As of the date of this Agreement, Executive’s duties include
those duties Executive is currently performing as Chief Financial
Officer of the Corporation. Notwithstanding the duties as described
above, Executive agrees that his duties may be, from time to time,
revised or modified by the President/Chief Executive Officer of the
Corporation. The Executive agrees to devote his full business time
during normal business hours to the business and affairs of the
Corporation and to use his best efforts to perform faithfully and
efficiently the responsibilities assigned to him hereunder, to the
extent necessary to discharge such responsibilities, except for
(i) service on corporate, civic or charitable boards or
committees not significantly interfering with the performance of
such responsibilities and (ii) periods of vacation and sick
leave to which he is entitled. It is expressly understood and
agreed that the Executive’s continuing to serve on any boards
and committees with which he is currently connected, as a member or
otherwise, shall be deemed not to interfere with the performance of
the Executive’s services to the Corporation.
3. Compensation and
Benefits.
3.1 Base Salary . At the
commencement of this Agreement, the Corporation will pay Executive
a base salary (“Base Salary”) of $115,000 which will be
paid in accordance with the payroll practices of the Corporation.
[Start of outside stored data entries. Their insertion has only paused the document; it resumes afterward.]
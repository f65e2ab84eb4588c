// SPDX-License-Identifier: Apache-2.0
//
// Licensed under the Apache License, Version 2.0 (the "License");
// you may not use this file except in compliance with the License.
// You may obtain a copy of the License at
//
// 	http://www.apache.org/licenses/LICENSE-2.0
//
// Unless required by applicable law or agreed to in writing, software
// distributed under the License is distributed on an "AS IS" BASIS,
// WITHOUT WARRANTIES OR CONDITIONS OF ANY KIND, either express or implied.
// See the License for the specific language governing permissions and
// limitations under the License.

//! L1: the `TypeMeta` registry (spec §4.1).
//!
//! Types are interned and compared by pointer identity (spec §3.2 invariant
//! 1). Registration is idempotent: two calls with structurally equal
//! arguments return the same interned [`TypeMetaRef`] (spec property P1).

pub mod scalar;

use std::any::TypeId;
use std::collections::HashMap;
use std::fmt;
use std::hash::{Hash, Hasher};
use std::sync::{Arc, OnceLock};

use parking_lot::RwLock;

pub use scalar::{FromHostScalar, ScalarKind, ScalarOps, ScalarOpsImpl, ToHostScalar, ToNumeric};

/// One field of a bundle, or one positional slot of a tuple.
#[derive(Debug, Clone)]
pub struct FieldMeta {
    pub name: Box<str>,
    pub ty: TypeMetaRef,
}

/// The shape a registered type takes (spec §3.1).
pub enum TypeKind {
    Scalar(Arc<dyn ScalarOps>),
    Bundle(Vec<FieldMeta>),
    Tuple(Vec<TypeMetaRef>),
    List {
        element: TypeMetaRef,
        /// 0 means dynamically sized.
        fixed_size: usize,
    },
    Set {
        element: TypeMetaRef,
    },
    Map {
        key: TypeMetaRef,
        value: TypeMetaRef,
    },
    CyclicBuffer {
        element: TypeMetaRef,
        capacity: usize,
    },
    Queue {
        element: TypeMetaRef,
        /// 0 means unbounded.
        max_capacity: usize,
    },
    Ref {
        value_type: TypeMetaRef,
        /// 0 = atomic ref; >0 = possibly-unbound composite ref over this
        /// many elements/fields.
        item_count: usize,
    },
}

impl fmt::Debug for TypeKind {
    fn fmt(&self, f: &mut fmt::Formatter<'_>) -> fmt::Result {
        match self {
            TypeKind::Scalar(ops) => write!(f, "Scalar({})", ops.type_name()),
            TypeKind::Bundle(fields) => f.debug_tuple("Bundle").field(fields).finish(),
            TypeKind::Tuple(elems) => f.debug_tuple("Tuple").field(elems).finish(),
            TypeKind::List { element, fixed_size } => f
                .debug_struct("List")
                .field("element", element)
                .field("fixed_size", fixed_size)
                .finish(),
            TypeKind::Set { element } => f.debug_struct("Set").field("element", element).finish(),
            TypeKind::Map { key, value } => {
                f.debug_struct("Map").field("key", key).field("value", value).finish()
            }
            TypeKind::CyclicBuffer { element, capacity } => f
                .debug_struct("CyclicBuffer")
                .field("element", element)
                .field("capacity", capacity)
                .finish(),
            TypeKind::Queue {
                element,
                max_capacity,
            } => f
                .debug_struct("Queue")
                .field("element", element)
                .field("max_capacity", max_capacity)
                .finish(),
            TypeKind::Ref {
                value_type,
                item_count,
            } => f
                .debug_struct("Ref")
                .field("value_type", value_type)
                .field("item_count", item_count)
                .finish(),
        }
    }
}

/// A registered, interned type description.
pub struct TypeMeta {
    name: Box<str>,
    kind: TypeKind,
}

impl fmt::Debug for TypeMeta {
    fn fmt(&self, f: &mut fmt::Formatter<'_>) -> fmt::Result {
        f.debug_struct("TypeMeta")
            .field("name", &self.name)
            .field("kind", &self.kind)
            .finish()
    }
}

impl TypeMeta {
    pub fn name(&self) -> &str {
        &self.name
    }

    pub fn kind(&self) -> &TypeKind {
        &self.kind
    }

    pub fn as_scalar(&self) -> Option<&Arc<dyn ScalarOps>> {
        match &self.kind {
            TypeKind::Scalar(ops) => Some(ops),
            _ => None,
        }
    }

    pub fn as_bundle(&self) -> Option<&[FieldMeta]> {
        match &self.kind {
            TypeKind::Bundle(fields) => Some(fields),
            _ => None,
        }
    }

    pub fn as_tuple(&self) -> Option<&[TypeMetaRef]> {
        match &self.kind {
            TypeKind::Tuple(elems) => Some(elems),
            _ => None,
        }
    }

    pub fn field_index(&self, name: &str) -> Option<usize> {
        self.as_bundle()?.iter().position(|f| &*f.name == name)
    }
}

/// An interned, pointer-comparable handle to a [`TypeMeta`] (spec §3.2
/// invariant 1: "two values compare type-equal iff their schema pointers
/// are equal; schemas are interned and immutable after registration").
#[derive(Clone)]
pub struct TypeMetaRef(pub(crate) Arc<TypeMeta>);

impl TypeMetaRef {
    fn ptr(&self) -> *const TypeMeta {
        Arc::as_ptr(&self.0)
    }
}

impl std::ops::Deref for TypeMetaRef {
    type Target = TypeMeta;
    fn deref(&self) -> &TypeMeta {
        &self.0
    }
}

impl PartialEq for TypeMetaRef {
    fn eq(&self, other: &Self) -> bool {
        std::ptr::eq(self.ptr(), other.ptr())
    }
}
impl Eq for TypeMetaRef {}

impl Hash for TypeMetaRef {
    fn hash<H: Hasher>(&self, state: &mut H) {
        self.ptr().hash(state)
    }
}

impl fmt::Debug for TypeMetaRef {
    fn fmt(&self, f: &mut fmt::Formatter<'_>) -> fmt::Result {
        fmt::Debug::fmt(&*self.0, f)
    }
}

impl fmt::Display for TypeMetaRef {
    fn fmt(&self, f: &mut fmt::Formatter<'_>) -> fmt::Result {
        write!(f, "{}", self.0.name)
    }
}

/// The structural arguments used to decide whether two registration calls
/// describe "the same" type (spec property P1). Kept separate from
/// `TypeMeta` itself so interning can hash/compare it without touching the
/// (non-`Eq`) `ScalarOps` trait object.
#[derive(Clone, PartialEq, Eq, Hash)]
enum StructuralKey {
    Scalar(TypeId),
    Bundle(Vec<(Box<str>, TypeMetaRef)>),
    Tuple(Vec<TypeMetaRef>),
    List(TypeMetaRef, usize),
    Set(TypeMetaRef),
    Map(TypeMetaRef, TypeMetaRef),
    CyclicBuffer(TypeMetaRef, usize),
    Queue(TypeMetaRef, usize),
    Ref(TypeMetaRef, usize),
}

struct Registry {
    by_key: HashMap<StructuralKey, TypeMetaRef>,
}

static REGISTRY: OnceLock<RwLock<Registry>> = OnceLock::new();

fn registry() -> &'static RwLock<Registry> {
    REGISTRY.get_or_init(|| {
        RwLock::new(Registry {
            by_key: HashMap::new(),
        })
    })
}

fn intern(key: StructuralKey, build: impl FnOnce() -> TypeMeta) -> TypeMetaRef {
    // Read-mostly fast path: most calls after warm-up hit an already
    // interned type and never take the write lock (spec §5).
    if let Some(existing) = registry().read().by_key.get(&key) {
        return existing.clone();
    }
    let mut guard = registry().write();
    if let Some(existing) = guard.by_key.get(&key) {
        return existing.clone();
    }
    let meta = TypeMetaRef(Arc::new(build()));
    tracing::debug!(name = meta.name(), "interned new TypeMeta");
    guard.by_key.insert(key, meta.clone());
    meta
}

/// Register a scalar type (idempotent per concrete Rust type `T`).
pub fn register_scalar<T>(name: &'static str) -> TypeMetaRef
where
    T: ScalarKind + ToHostScalar + FromHostScalar + ToNumeric,
{
    let key = StructuralKey::Scalar(TypeId::of::<T>());
    intern(key, || TypeMeta {
        name: name.into(),
        kind: TypeKind::Scalar(ScalarOpsImpl::<T>::new(name)),
    })
}

/// Register an already-built [`ScalarOps`] under a given name (for host
/// languages registering their own scalar kinds without a native Rust type).
pub fn register_scalar_ops(name: &'static str, ops: Arc<dyn ScalarOps>, type_id: TypeId) -> TypeMetaRef {
    let key = StructuralKey::Scalar(type_id);
    intern(key, || TypeMeta {
        name: name.into(),
        kind: TypeKind::Scalar(ops),
    })
}

pub fn register_bundle<S: Into<Box<str>>>(name: &str, fields: Vec<(S, TypeMetaRef)>) -> TypeMetaRef {
    let fields: Vec<FieldMeta> = fields
        .into_iter()
        .map(|(n, ty)| FieldMeta { name: n.into(), ty })
        .collect();
    let key = StructuralKey::Bundle(fields.iter().map(|f| (f.name.clone(), f.ty.clone())).collect());
    let owned_name = name.to_string();
    intern(key, move || TypeMeta {
        name: owned_name.into_boxed_str(),
        kind: TypeKind::Bundle(fields),
    })
}

pub fn register_tuple(name: &str, elements: Vec<TypeMetaRef>) -> TypeMetaRef {
    let key = StructuralKey::Tuple(elements.clone());
    let owned_name = name.to_string();
    intern(key, move || TypeMeta {
        name: owned_name.into_boxed_str(),
        kind: TypeKind::Tuple(elements),
    })
}

pub fn register_list(element: TypeMetaRef, fixed_size: usize) -> TypeMetaRef {
    let key = StructuralKey::List(element.clone(), fixed_size);
    intern(key, move || TypeMeta {
        name: if fixed_size == 0 {
            format!("List<{}>", element.name()).into_boxed_str()
        } else {
            format!("List<{}; {}>", element.name(), fixed_size).into_boxed_str()
        },
        kind: TypeKind::List { element, fixed_size },
    })
}

pub fn register_set(element: TypeMetaRef) -> TypeMetaRef {
    let key = StructuralKey::Set(element.clone());
    intern(key, move || TypeMeta {
        name: format!("Set<{}>", element.name()).into_boxed_str(),
        kind: TypeKind::Set { element },
    })
}

pub fn register_map(key_ty: TypeMetaRef, value: TypeMetaRef) -> TypeMetaRef {
    let key = StructuralKey::Map(key_ty.clone(), value.clone());
    intern(key, move || TypeMeta {
        name: format!("Map<{}, {}>", key_ty.name(), value.name()).into_boxed_str(),
        kind: TypeKind::Map { key: key_ty, value },
    })
}

pub fn register_cyclic_buffer(element: TypeMetaRef, capacity: usize) -> TypeMetaRef {
    let key = StructuralKey::CyclicBuffer(element.clone(), capacity);
    intern(key, move || TypeMeta {
        name: format!("CyclicBuffer<{}; {}>", element.name(), capacity).into_boxed_str(),
        kind: TypeKind::CyclicBuffer { element, capacity },
    })
}

pub fn register_queue(element: TypeMetaRef, max_capacity: usize) -> TypeMetaRef {
    let key = StructuralKey::Queue(element.clone(), max_capacity);
    intern(key, move || TypeMeta {
        name: format!("Queue<{}>", element.name()).into_boxed_str(),
        kind: TypeKind::Queue {
            element,
            max_capacity,
        },
    })
}

pub fn register_ref(value_type: TypeMetaRef, item_count: usize) -> TypeMetaRef {
    let key = StructuralKey::Ref(value_type.clone(), item_count);
    intern(key, move || TypeMeta {
        name: format!("Ref<{}>", value_type.name()).into_boxed_str(),
        kind: TypeKind::Ref {
            value_type,
            item_count,
        },
    })
}

/// Commonly used builtin scalar schemas, registered lazily and cached.
pub mod builtin {
    use super::*;
    use std::sync::OnceLock;

    macro_rules! builtin_scalar {
        ($fn_name:ident, $t:ty, $name:literal) => {
            pub fn $fn_name() -> TypeMetaRef {
                static CACHE: OnceLock<TypeMetaRef> = OnceLock::new();
                CACHE.get_or_init(|| register_scalar::<$t>($name)).clone()
            }
        };
    }

    builtin_scalar!(i64_type, i64, "i64");
    builtin_scalar!(i32_type, i32, "i32");
    builtin_scalar!(u64_type, u64, "u64");
    builtin_scalar!(f64_type, f64, "f64");
    builtin_scalar!(bool_type, bool, "bool");
    builtin_scalar!(string_type, String, "string");
}

#[cfg(test)]
mod tests {
    use super::*;

    #[test]
    fn p1_same_scalar_type_interns_once() {
        let a = register_scalar::<i64>("i64");
        let b = register_scalar::<i64>("i64");
        assert_eq!(a, b);
        assert!(std::ptr::eq(Arc::as_ptr(&a.0), Arc::as_ptr(&b.0)));
    }

    #[test]
    fn p1_structurally_equal_bundles_intern_to_same_pointer() {
        let f64_t = builtin::f64_type();
        let i64_t = builtin::i64_type();
        let a = register_bundle(
            "Quote",
            vec![("price", f64_t.clone()), ("qty", i64_t.clone())],
        );
        let b = register_bundle("Quote", vec![("price", f64_t), ("qty", i64_t)]);
        assert_eq!(a, b);
    }

    #[test]
    fn differently_named_fields_are_different_types() {
        let f64_t = builtin::f64_type();
        let a = register_bundle("A", vec![("x", f64_t.clone())]);
        let b = register_bundle("B", vec![("y", f64_t)]);
        assert_ne!(a, b);
    }

    #[test]
    fn list_registration_is_idempotent() {
        let elem = builtin::i64_type();
        let a = register_list(elem.clone(), 0);
        let b = register_list(elem, 0);
        assert_eq!(a, b);
    }

    #[test]
    fn field_index_linear_scan() {
        let f64_t = builtin::f64_type();
        let i64_t = builtin::i64_type();
        let bundle = register_bundle("Quote2", vec![("price", f64_t), ("qty", i64_t)]);
        assert_eq!(bundle.field_index("price"), Some(0));
        assert_eq!(bundle.field_index("qty"), Some(1));
        assert_eq!(bundle.field_index("missing"), None);
    }
}
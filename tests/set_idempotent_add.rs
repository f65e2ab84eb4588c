//! Scenario 3: adding the same value to a set twice in one tick is
//! idempotent at both the value layer (size stays 1) and the delta layer
//! (one `added` entry, not two).

use pretty_assertions::assert_eq;
use ts_core::ts::{new_cell, TsCellHandle};
use ts_core::typemeta::{builtin, register_set};
use ts_core::Value;

#[test]
fn adding_the_same_value_twice_records_one_delta() {
    let schema = register_set(builtin::i64_type());
    let cell = new_cell(&schema, 0);
    {
        let mut guard = cell.write_at(5).unwrap();
        let mut cursor = guard.cursor();
        cursor.set_add(Value::from_i64(7)).unwrap();
        cursor.set_add(Value::from_i64(7)).unwrap();
    }

    let guard = cell.read_at(5);
    let set = guard.cursor();
    assert_eq!(set.value().as_set().unwrap().size(), 1);
    assert_eq!(set.set_added(), &[Value::from_i64(7)]);
    assert!(set.set_contains(&Value::from_i64(7)));
}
The Base Salary shall be reviewed at least once each year and shall
be increased at any time and from time to time by action of the
President/Chief Executive Officer. The Base Salary shall be paid in
accordance with the Corporation’s regular practices. As of
July 1, 2006, Executive’s base salary is $198,894.25.
3.2 Annual Bonus . In addition
to Base Salary, the Executive shall have an opportunity to earn or
be awarded, for each fiscal year during the Term, an annual bonus
(“Annual Bonus”), in cash, as established in the sole
discretion of the Board from time to time. Each such Annual Bonus
shall be payable no later than 60 days subsequent to the end
of the Corporation’s fiscal year. In the event of the
termination of this Agreement for any reason, the Executive shall
receive the Annual Bonus prorated to the date of such
termination.
3.3 Incentive, Retirement and
Savings Plan . In addition to the Base Salary and Annual Bonus,
the Executive shall be entitled to participate in all incentive,
retirement and savings plans and programs
(“Incentives”), if any, and as established from time to
time by the Corporation provided Executive meets the eligibility
requirements therefor.
3.4 Benefit Plans . The
Executive and/or his spouse , and dependents, as the case
may be, shall be entitled to all benefits under all medical,
dental, vision, disability, executive life, group life, accidental
death and travel accident insurance plans and programs
(“Benefit Plans”), if any, and as established from time
to time by the Corporation provided the Executive meets the
eligibility requirements therefor.
3.5 Fringe Benefits . The
Executive and/or his spouse, and dependents, as the case may be,
shall be entitled to fringe benefits (“Fringe
Benefits”), including, but not limited to, country club dues
and expenses, automobile and related expenses, personal income tax
preparation services and financial counseling services, if any, and
as established in the sole discretion of the Corporation from time
to time provided the Executive meets the eligibility requirements
therefor.
3.6 Office and Support Staff .
The Executive shall be entitled to an office and to other
assistance commensurate with his responsibilities and title and
consistent with the Corporation’s policies.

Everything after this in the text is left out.